Texas education leaders say COVID-19 has altered higher education standards, delivery

Tori Duff, News Reporter

The pandemic has sparked new innovations and mentalities around how Texas approaches higher education, state education experts said during a virtual event Friday.

As part of this year’s Texas Tribune festival, three state experts discussed the future of higher education in Texas, how students were impacted by COVID-19, and how the state is evolving to meet the needs of universities and K-12 schools during a webinar titled “Higher Ed After COVID.”

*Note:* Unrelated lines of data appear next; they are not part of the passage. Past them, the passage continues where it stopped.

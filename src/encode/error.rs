//! Error type and Result alias used by the canonical encoder.

use core::fmt::Display;

use serde::ser;

/// Represents all possible errors that can happen while encoding a value
/// for hashing.
///
/// Note that custom errors using [ser::Error::custom()] are not supported,
/// the encoder never produces them.
#[derive(Debug, PartialEq, Eq)]
pub enum Error {
    /// The value contains a type that has no canonical encoding.
    ///
    /// Floating point numbers and maps have no deterministic, platform
    /// independent byte representation we are willing to commit to, since
    /// the resulting hash has to be recomputable by every participant and
    /// by the adjudicator. Restructure the type instead of relying on a
    /// default representation.
    TypeNotRepresentable(&'static str),
    /// The type could get a canonical encoding, but the encoder does not
    /// implement it (currently only `char`).
    TypeNotYetSupported(&'static str),
}

impl ser::Error for Error {
    fn custom<T>(_: T) -> Self
    where
        T: core::fmt::Display,
    {
        unimplemented!()
    }
}
#[cfg(feature = "std")]
impl ser::StdError for Error {}

impl Display for Error {
    fn fmt(&self, f: &mut core::fmt::Formatter<'_>) -> core::fmt::Result {
        match self {
            Error::TypeNotRepresentable(type_name) => {
                f.write_str("type has no canonical encoding: ")?;
                f.write_str(type_name)
            }
            Error::TypeNotYetSupported(type_name) => {
                f.write_str("type is not yet implemented: ")?;
                f.write_str(type_name)
            }
        }
    }
}

/// Alias for `Result` using the [Error] returned by the encoder.
pub type Result<T> = core::result::Result<T, Error>;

“(The pandemic) did dramatically accelerate innovation and educational delivery across all our higher education institutions — there’s more digital offerings, more flexible offerings,” said Harrison Keller, the Texas Higher Education commissioner.

The experts agreed students will not receive higher education in the “normal” way after the pandemic.

“We are seeing that it might one day be education on demand,” said Renu Khator, president of Houston University. “Our global reach has really extended. We have students who couldn’t come (to the U.S.) because of visa issues, but we were still able to deliver them education.”

One of the largest educational concerns is that students in both K-12 and higher education are falling behind in learning and specialized skills, said Margaret Spellings, the president and CEO of Texas 2036, an organization working to ensure the future workforce are gaining essential skills.

Spellings said the state is working to create a stronger dialogue between higher education institutions and employers to better prepare students to have the necessary skills to enter the workforce.

Keller said tens of thousands of students were at risk of being disenrolled in fall 2020 due to changing family situations and issues paying bills. Keller said investments by the state such as emergency financial aid allowed Texas to keep more than 60,000 students across the state enrolled.

However, Texas saw a large drop-off in the enrollment of both low-income and male students in 2020, Keller said, while the enrollment of high school graduates dropped by about 6.5%. He said Texas expects those levels to improve when enrollment data for fall 2021 is released.

“These aren’t the kinds of things that just snap back,” Keller said. “As folks get vaccinated and we do get back to normal, we’re gonna feel the effects for a while, and so it’s gonna be important that we work together with the institutions and with employers to reengage students to get back into the pipeline.”

Khator said the University of Houston and other Texas universities saw a large increase in demand for mental health resources during the pandemic.

“The good thing now is we are able to reach out to students virtually, which means our reach has expanded, the wait times have decreased and our help has increased,” Khator said.

Khator said the most important thing higher education officials can do to support students is to have flexibility and compassion for their struggles.

“We have to make sure we can educate people, we can inform people, we can plead with them and we can incentivize them to make sure that they’ll consider the vaccine and they’ll wear masks,” Khator said.